Word Routes
Exploring the pathways of our lexicon
Mailbag Friday: "Taking Your Lumps"
Greg H. of Boston, MA writes in with today's Mailbag Friday question: "When President Obama was interviewed about Tom Daschle's decision to bow out of the nomination process for Health and Human Services, he gave this mea culpa: 'Did I screw up in this situation? Absolutely. I'm willing to take my lumps.' I understand he means that he's taking the blame for the situation, but where do the 'lumps' come from?"
Taking one's lumps is a colorful American colloquialism that dates back 80 years or so, and it was originally associated with rough physical activities — from contact sports like boxing and football to more violent confrontations — that can leave the participants battered and bruised. A lump can mean "an abnormal protuberance," so in common parlance it came to refer to a swelling or contusion caused by harsh physical treatment. If you can accept that kind of treatment without complaining about it, then you're taking (or getting) your lumps.
The earliest example I've found of the original literal sense of "taking one's lumps" comes in a bit of verse from Grantland Rice's syndicated column, "The Sportlight," published in the Atlanta Constitution on Oct. 21, 1928. Rice was a well-known versifier of the sporting world, most famously contributing this couplet (from the poem "Alumnus Football"):
For when the One Great Scorer comes to write against your name,
He marks — not that you won or lost — but how you played the Game.

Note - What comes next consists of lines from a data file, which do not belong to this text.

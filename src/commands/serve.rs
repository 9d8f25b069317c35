// ABOUTME: Serve command - runs the webhook listener until interrupted
// ABOUTME: Wires the dispatcher's default routes into the HTTP endpoint

use std::sync::Arc;

use anyhow::{Context, Result};
use tokio::sync::broadcast::error::RecvError;

use crate::config::MirrorConfig;
use crate::dispatch::Dispatcher;
use crate::webhook::{self, WebhookState};

pub async fn serve(config: &MirrorConfig) -> Result<()> {
    let mirror = super::connect(config)?;
    let dispatcher = Arc::new(Dispatcher::with_default_routes(
        mirror,
        config.webhook.refresh_objects,
    ));

    let mut events = dispatcher.subscribe();
    tokio::spawn(async move {
        loop {
            match events.recv().await {
                Ok(event) => tracing::debug!(
                    "{}: {} {}",
                    event.name,
                    event.outcome.label(),
                    event.id.as_deref().unwrap_or_default()
                ),
                Err(RecvError::Lagged(skipped)) => {
                    tracing::warn!("Event log fell behind, skipped {} events", skipped)
                }
                Err(RecvError::Closed) => break,
            }
        }
    });

    let state = WebhookState::new(dispatcher, config.webhook.acknowledge_failures);
    let router = webhook::router(state, &config.webhook.path);

    let listener = tokio::net::TcpListener::bind(&config.webhook.listen)
        .await
        .with_context(|| format!("Failed to bind {}", config.webhook.listen))?;
    tracing::info!(
        "Listening for billing events on http://{}{}",
        config.webhook.listen,
        config.webhook.path
    );

    axum::serve(listener, router)
        .with_graceful_shutdown(shutdown_signal())
        .await
        .context("Webhook server failed")?;
    tracing::info!("Webhook server stopped");
    Ok(())
}

async fn shutdown_signal() {
    if let Err(e) = tokio::signal::ctrl_c().await {
        tracing::warn!("Failed to listen for shutdown signal: {}", e);
        std::future::pending::<()>().await;
    }
    tracing::info!("Shutting down");
}
#[async_trait]
impl BillingApi for FakeApi {
    async fn retrieve(&self, path: &ResourcePath) -> RemoteResult<RemoteObject> {
        let provider = self.inner.lock().unwrap();
        provider
            .objects
            .get(path.as_str())
            .cloned()
            .ok_or_else(|| not_found(path.as_str()))
    }

    async fn retrieve_with(
        &self,
        path: &ResourcePath,
        query: &[(String, String)],
    ) -> RemoteResult<RemoteObject> {
        let mut provider = self.inner.lock().unwrap();
        provider.queries.push((path.to_string(), query.to_vec()));
        provider
            .objects
            .get(path.as_str())
            .cloned()
            .ok_or_else(|| not_found(path.as_str()))
    }

    async fn list(&self, path: &ResourcePath, page: &PageRequest) -> RemoteResult<ListPage> {
        // Let concurrent callers interleave between pages, as a network would.
        tokio::task::yield_now().await;
        let mut provider = self.inner.lock().unwrap();
        provider.requests.push((path.to_string(), page.clone()));
        let call = {
            let calls = provider.list_calls.entry(path.to_string()).or_insert(0);
            *calls += 1;
            *calls
        };
        if provider.fail_on.as_ref() == Some(&(path.to_string(), call)) {
            return Err(RemoteError::connection("connection reset by peer"));
        }

        let items: Vec<RemoteObject> = provider
            .collections
            .get(path.as_str())
            .map(|items| {
                items
                    .iter()
                    .filter(|object| matches_filters(object, &page.filters))
                    .cloned()
                    .collect()
            })
            .unwrap_or_default();

        let start = match &page.starting_after {
            Some(cursor) => items
                .iter()
                .position(|object| object.id() == Some(cursor.as_str()))
                .map(|index| index + 1)
                .unwrap_or(items.len()),
            None => 0,
        };
        let end = (start + page.limit as usize).min(items.len());
        Ok(ListPage {
            data: items[start..end].to_vec(),
            has_more: end < items.len(),
        })
    }

    async fn create(
        &self,
        path: &ResourcePath,
        params: &[(String, String)],
    ) -> RemoteResult<RemoteObject> {
        {
            let mut provider = self.inner.lock().unwrap();
            if let Some(fields) = provider.actions.get(path.as_str()).cloned() {
                let target = path
                    .as_str()
                    .rsplit_once('/')
                    .map(|(target, _)| target.to_string())
                    .unwrap_or_default();
                let existing = provider
                    .objects
                    .get_mut(&target)
                    .ok_or_else(|| not_found(&target))?;
                merge(existing, &fields);
                return Ok(existing.clone());
            }
        }

        let mut fields = params_object(params);
        let id = fields
            .get("id")
            .and_then(Value::as_str)
            .map(str::to_string)
            .ok_or_else(|| RemoteError::classify(400, r#"{"error": {"type": "invalid_request_error", "message": "Missing id", "param": "id"}}"#))?;
        fields.entry("livemode").or_insert(Value::Bool(false));
        fields.entry("created").or_insert(Value::from(1_500_000_000));
        fields.entry("metadata").or_insert(json!({}));
        if path.as_str() == "coupons" {
            fields.entry("valid").or_insert(Value::Bool(true));
        }
        let created = RemoteObject::new(fields);

        let mut provider = self.inner.lock().unwrap();
        provider
            .collections
            .entry(path.to_string())
            .or_default()
            .push(created.clone());
        provider
            .objects
            .insert(path.child(&id).to_string(), created.clone());
        Ok(created)
    }

    async fn update(
        &self,
        path: &ResourcePath,
        params: &[(String, String)],
    ) -> RemoteResult<RemoteObject> {
        let mut provider = self.inner.lock().unwrap();
        let existing = provider
            .objects
            .get_mut(path.as_str())
            .ok_or_else(|| not_found(path.as_str()))?;
        for (key, value) in params_object(params) {
            existing.set(key, value);
        }
        // Applying a coupon attaches a discount to the customer or subscription.
        if let Some(Value::String(coupon_id)) = existing.get("coupon").cloned() {
            let (customer, subscription) = match existing.object_type() {
                Some("subscription") => (
                    existing.str_field("customer").unwrap_or_default().to_string(),
                    existing.id().map(str::to_string),
                ),
                _ => (existing.id().unwrap_or_default().to_string(), None),
            };
            existing.set(
                "discount",
                discount(&coupon_id, &customer, subscription.as_deref()),
            );
        }
        Ok(existing.clone())
    }

    async fn delete(&self, path: &ResourcePath) -> RemoteResult<RemoteObject> {
        let mut provider = self.inner.lock().unwrap();
        if let Some(owner) = path.as_str().strip_suffix("/discount") {
            let owner = provider
                .objects
                .get_mut(owner)
                .ok_or_else(|| not_found(owner))?;
            owner.set("discount", Value::Null);
            return Ok(object(json!({"object": "discount", "deleted": true})));
        }
        // Canceled subscriptions stay at the provider in their final state.
        if path.as_str().starts_with("subscriptions/") {
            let subscription = provider
                .objects
                .get_mut(path.as_str())
                .ok_or_else(|| not_found(path.as_str()))?;
            subscription.set("status", json!("canceled"));
            subscription.set("canceled_at", json!(1_500_000_500));
            return Ok(subscription.clone());
        }
        let removed = provider
            .objects
            .remove(path.as_str())
            .ok_or_else(|| not_found(path.as_str()))?;
        let id = removed.id().unwrap_or_default().to_string();
        for items in provider.collections.values_mut() {
            items.retain(|object| object.id() != Some(id.as_str()));
        }
        Ok(object(json!({"id": id, "deleted": true})))
    }
}
use serde::{Deserialize, Serialize};
use serde_json::{Map, Value};

/// Name of the shared metadata side table.
pub const METADATA_TABLE: &str = "metadata";

/// Name of the table holding named leases between writers.
pub const LEASE_TABLE: &str = "sync_leases";

/// Shape of one mirrored table: the key column, a JSON attribute blob, the
/// indexed relation columns, and the `change_id`/`sync_id` tags.
#[derive(Debug, Clone, Copy, PartialEq, Eq)]
pub struct TableSpec {
    pub name: &'static str,
    pub relations: &'static [&'static str],
}

impl TableSpec {
    pub const fn new(name: &'static str, relations: &'static [&'static str]) -> Self {
        Self { name, relations }
    }

    /// Columns a [`Selector`] may filter on.
    pub fn has_column(&self, column: &str) -> bool {
        matches!(column, "id" | "change_id" | "sync_id") || self.relations.contains(&column)
    }
}

/// One stored entity. Relation columns are denormalized from the attribute of
/// the same name at write time.
#[derive(Debug, Clone, PartialEq, Serialize, Deserialize)]
pub struct Record {
    pub id: String,
    pub attributes: Map<String, Value>,
    pub change_id: String,
    pub sync_id: String,
}

impl Record {
    pub fn get(&self, key: &str) -> Option<&Value> {
        self.attributes.get(key)
    }

    pub fn get_str(&self, key: &str) -> Option<&str> {
        self.attributes.get(key).and_then(Value::as_str)
    }

    /// Value stored in a relation column, if any.
    pub fn relation(&self, column: &str) -> Option<String> {
        match self.attributes.get(column) {
            None | Some(Value::Null) => None,
            Some(Value::String(s)) => Some(s.clone()),
            Some(other) => Some(other.to_string()),
        }
    }
}

#[derive(Debug, Clone, PartialEq, Eq, Serialize, Deserialize)]
pub struct MetadataRow {
    pub owner_type: String,
    pub owner_id: String,
    pub key: String,
    pub value: String,
    pub change_id: String,
    pub sync_id: String,
}

#[derive(Debug, Clone, PartialEq, Eq)]
pub enum Condition {
    Eq(String, String),
    /// Null-safe inequality: rows with a NULL column match.
    NotEq(String, String),
}

impl Condition {
    pub fn column(&self) -> &str {
        match self {
            Condition::Eq(column, _) | Condition::NotEq(column, _) => column,
        }
    }

    pub fn value(&self) -> &str {
        match self {
            Condition::Eq(_, value) | Condition::NotEq(_, value) => value,
        }
    }
}

/// Conjunction of column conditions. An empty selector matches every row.
#[derive(Debug, Clone, Default, PartialEq, Eq)]
pub struct Selector {
    conditions: Vec<Condition>,
}

impl Selector {
    pub fn new() -> Self {
        Self::default()
    }

    pub fn id(id: impl Into<String>) -> Self {
        Self::new().eq("id", id)
    }

    pub fn eq(mut self, column: impl Into<String>, value: impl Into<String>) -> Self {
        self.conditions
            .push(Condition::Eq(column.into(), value.into()));
        self
    }

    pub fn not_eq(mut self, column: impl Into<String>, value: impl Into<String>) -> Self {
        self.conditions
            .push(Condition::NotEq(column.into(), value.into()));
        self
    }

    pub fn conditions(&self) -> &[Condition] {
        &self.conditions
    }
}

/// Selects metadata rows of one owner type, optionally narrowed to one owner
/// and to rows whose tags differ from the given ones.
#[derive(Debug, Clone, PartialEq, Eq)]
pub struct MetadataSelector {
    pub owner_type: String,
    pub owner_id: Option<String>,
    pub except_change_id: Option<String>,
    pub except_sync_id: Option<String>,
}

impl MetadataSelector {
    pub fn owner(owner_type: impl Into<String>, owner_id: impl Into<String>) -> Self {
        Self {
            owner_type: owner_type.into(),
            owner_id: Some(owner_id.into()),
            except_change_id: None,
            except_sync_id: None,
        }
    }

    pub fn owner_type(owner_type: impl Into<String>) -> Self {
        Self {
            owner_type: owner_type.into(),
            owner_id: None,
            except_change_id: None,
            except_sync_id: None,
        }
    }

    pub fn except_change(mut self, change_id: impl Into<String>) -> Self {
        self.except_change_id = Some(change_id.into());
        self
    }

    pub fn except_sync(mut self, sync_id: impl Into<String>) -> Self {
        self.except_sync_id = Some(sync_id.into());
        self
    }
}

/// A single write against the store. A slice of these is applied atomically.
#[derive(Debug, Clone, PartialEq)]
pub enum WriteOp {
    Upsert {
        table: &'static str,
        record: Record,
    },
    UpsertMetadata(MetadataRow),
    /// Deletes matching rows. When `metadata_owner` is set, metadata rows
    /// addressed to each deleted id under that owner type go with them.
    DeleteRecords {
        table: &'static str,
        selector: Selector,
        metadata_owner: Option<&'static str>,
    },
    DeleteMetadata(MetadataSelector),
}

/// Row counts produced by one [`apply`](crate::MirrorStore::apply) call.
#[derive(Debug, Clone, Copy, Default, PartialEq, Eq)]
pub struct ApplyOutcome {
    pub records_upserted: u64,
    pub records_deleted: u64,
    pub metadata_upserted: u64,
    pub metadata_deleted: u64,
}

impl ApplyOutcome {
    pub fn merge(&mut self, other: ApplyOutcome) {
        self.records_upserted += other.records_upserted;
        self.records_deleted += other.records_deleted;
        self.metadata_upserted += other.metadata_upserted;
        self.metadata_deleted += other.metadata_deleted;
    }
}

In the 1928 column, Rice presents his readers with a poem by another writer, Robert Normile Rose, entitled "Exhortation." It's an ode (or more technically, an apostrophe) to a young football player, and it ends thusly:
With limber legs to push you
And the ball beneath your arm,
There would be no doubt or question,
No single thought of harm.
So now while Youth is calling
It will not pay to whine,
But take your lumps and bruises
For the sake of Auld Lang Syne.
Not surprisingly, "taking/getting one's lumps" was frequently used in pugilistic contexts. The Historical Dictionary of American Slang notes a usage from 1930, in Erskine Caldwell's novel Poor Fool, about a hard-luck boxer named Blondy Niles. Another character is dreading a confrontation with him: "Blondy... is going to be standing on the corner below the cafe waiting for me to hand over some lumps to me." Also in 1930, a New York Times sports column told of the All-American football player Roy "Father" Lumpkin, who had moved on to a boxing career. Lumpkin got knocked out in one of his bouts, which allowed the sportswriter to say that "Father Lumpkin was getting his lumps."
The giving and receiving of "lumps" wasn't always so sporting. A 1932 exposé in the New York Times revealed that "giving him his lumps" was an expression used by police officers for the "third degree," i.e., extracting information from prisoners by beating them up. And a 1935 report on "The Psychology of Prison Language" provided the perspective of those on the receiving end of such treatment: "get the lumps" is glossed as meaning "to [be] beaten up."
By the mid-'30s, "taking one's lumps" was an expression known to schoolchildren as well. The Oct. 9, 1935 edition of the Champaign-Urbana Evening Courier carried a column by the educator Angelo Patri advising that "adults should be neutral when the children quarrel." It tells of a fight between cousins Ralph and Johnnie, where Johnnie gets chastised by Ralph's mother. Johnnie tells her, "He ought to take his lumps as well as anybody else." And Ralph actually agrees: "Never mind us, mother. We've got to take our lumps." Patri concludes, "Let the boys take their lumps as they come."
More metaphorical "lumps" also began emerging around that time. A 1935 Washington Post article explained that "[baseball pitcher] Dizzy Dean is popular with rivals again because he took his 'lumps' in good humor and bounced back to lead the league after overworking himself in 25 games." I don't think the writer meant that Dean had suffered some sort of physical harm, just that he had learned to accept his setbacks and overcome them with equanimity.
This is the meaning that has persisted, and the original more violent imagery of bruising punishment has faded to the background. Now you're more likely to hear people pride themselves on their ability to "take their lumps" where they're simply the object of criticism or reproach. This is how Obama meant it, and he's hardly alone in the political world. In fact, his erstwhile rival John McCain used the expression during the campaign. Back in July, McCain defended his record on working to pass comprehensive immigration reform in the Senate. "I cast a lot of hard votes, as did the other Republicans and Democrats who joined our bipartisan effort," McCain said. "I took my lumps for it without complaint."
It's a good thing, I'd argue, that Obama has announced his facility for taking (figurative) lumps this early in his administration, because the way things are shaping up he's going to need to be prepared for political combat that is a great deal more brutal.